Unlike the 2015 election campaign, policing impartiality is now the sole responsibility of Ofcom. And one of its first decisions was to rescind the minor and major status they typically assigned to parties, which were guidelines for how much airtime parties should receive.
Without this guidance, broadcasters have far more editorial discretion about how they interpret impartiality. Will they broadly aim to stop-watch airtime to ensure a fair balance between parties? Or will news values dictate which stories and parties are covered over the campaign? In 2015 the SNP received more airtime than UKIP and, on some evening bulletins, the Liberal Democrats. But without TV leaders’ debates can the Greens, Plaid Cymru or independent candidates gain national exposure?
Beyond the horserace narrative
With Labour and Conservative viewed as neck-and-neck in the polls, the horserace narrative dominated 2015 campaign coverage. According to the head of BBC News, the prospect of a hung parliament led a “coalitionology” in election reporting. Will opinion polls inform election coverage to the same degree as the 2015 campaign? Or will news about the policy differences between parties gain more attention? After all, unlike past elections, the ideological differences between parties are stark, with a genuinely left-wing Labour leader battling it out with a centre-right Conservative party.
The backdrop of the campaign will also be shaped by hard and soft positions on Brexit, with Liberal Democrats unashamedly chasing Remainers while UKIP attempt to hold on to as many Leave voters as possible. Meanwhile the SNP will focus on securing an independence vote, since the UK government will not negotiate a special EU status for Scotland in a country that voted Remain. Despite the NHS being named as the most important issue for voters, how far will Brexit dominate the news agenda and drown out domestic issues?
Newspapers also have a role in setting the tone of campaign coverage. Immediately after Theresa May announced the snap election, for example, a Daily Mail headline screamed “Crush the saboteurs” – meaning anyone opposed to Brexit should be silenced. Of course, the impartiality of broadcasters would prohibit this kind of explicit partisanship. But during the 2015 election campaign, newspapers did help set the broadcast agenda, with front page splashes prominently reported by television news bulletins. How far will the press influence campaign coverage in 2017? Given the hostility to “Red Ed” at the last election, how vitriolic will Crobyn’s brand of left-wing politics be reported in the right-wing press? And will this help legitimatise broadcast news criticism of the Labour Leader?

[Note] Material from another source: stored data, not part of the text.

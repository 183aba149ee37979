use crate::imports::*;
use crate::PercentageRange;

pub type StudentId = u64;

#[derive(Serialize, Deserialize, Clone, Debug, PartialEq, Eq)]
pub struct AdminRef {
    #[serde(deserialize_with = "deserialize_number_from_string")]
    pub id: u64,
    #[serde(default)]
    pub username: String,
}

/// A student as returned by `student/all` and `student/{id}`.
#[derive(Serialize, Deserialize, Clone, Debug, PartialEq)]
pub struct Student {
    #[serde(deserialize_with = "deserialize_number_from_string")]
    pub id: StudentId,
    pub name: String,
    #[serde(deserialize_with = "deserialize_number_from_string")]
    pub age: u32,
    pub address: String,
    pub is_active: bool,
    #[serde(default)]
    pub percentage_range: Option<PercentageRange>,
    #[serde(default)]
    pub admin: Option<AdminRef>,
}

impl Student {
    /// Whether `admin_id` created this record.
    ///
    /// Only used to enable controls, the API decides what an admin may change.
    pub fn owned_by(&self, admin_id: &str) -> bool {
        self.admin
            .as_ref()
            .map(|admin| admin.id.to_string() == admin_id)
            .unwrap_or(false)
    }

    /// Id of the referenced range, 0 when the record has none.
    pub fn percentage_range_id(&self) -> u64 {
        self.percentage_range
            .as_ref()
            .map(|range| range.id)
            .unwrap_or(0)
    }

    pub fn percentage_range_label(&self) -> &str {
        self.percentage_range
            .as_ref()
            .map(|range| range.label.as_str())
            .unwrap_or("N/A")
    }

    pub fn owner_name(&self) -> &str {
        match &self.admin {
            Some(admin) if !admin.username.is_empty() => &admin.username,
            _ => "N/A",
        }
    }
}

/// Body of `POST student` and `PUT student/update/{id}`.
#[derive(Serialize, Deserialize, Clone, Debug, PartialEq)]
pub struct StudentPayload {
    pub name: String,
    pub age: u32,
    pub address: String,
    pub is_active: bool,
    pub percentage_range_id: u64,
    // id of the acting admin
    pub created_id: String,
}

Political parties, of course, hold considerable agenda setting power in how they control campaign events. Spin doctors desperately attempt to avoid any “Gillian Duffy moments”, with highly staged walkabouts and limited campaign access. Remember a Sky News correspondent’s tweet in the 2015 campaign that revealed a Conservative rally being held in a huge barn behind closed doors? Despite being just a small crowd of Tory activists, television news did not supply the wide shot that would have exposed this staged managed event.
Will broadcasters more regularly question the party’s spin tactics in the 2017 election campaign? Could a more independent agenda be pursued, with coverage less tied to the party’s campaigning and more focussed on policy issues? And, unlike the EU referendum campaign, will more independent experts help scrutinise the pledges of parties to move reporting beyond the horserace narrative?
A team at Cardiff University will be answering these and many more questions by tracking coverage on the UK’s flagship TV bulletins – the BBC, ITV, Sky News and Channels 4 and 5 – during the election campaign. Stay tuned for updates about which parties are dominating coverage, who is setting the agenda, and how far broadcasters cover the issues voters need to know about before election day.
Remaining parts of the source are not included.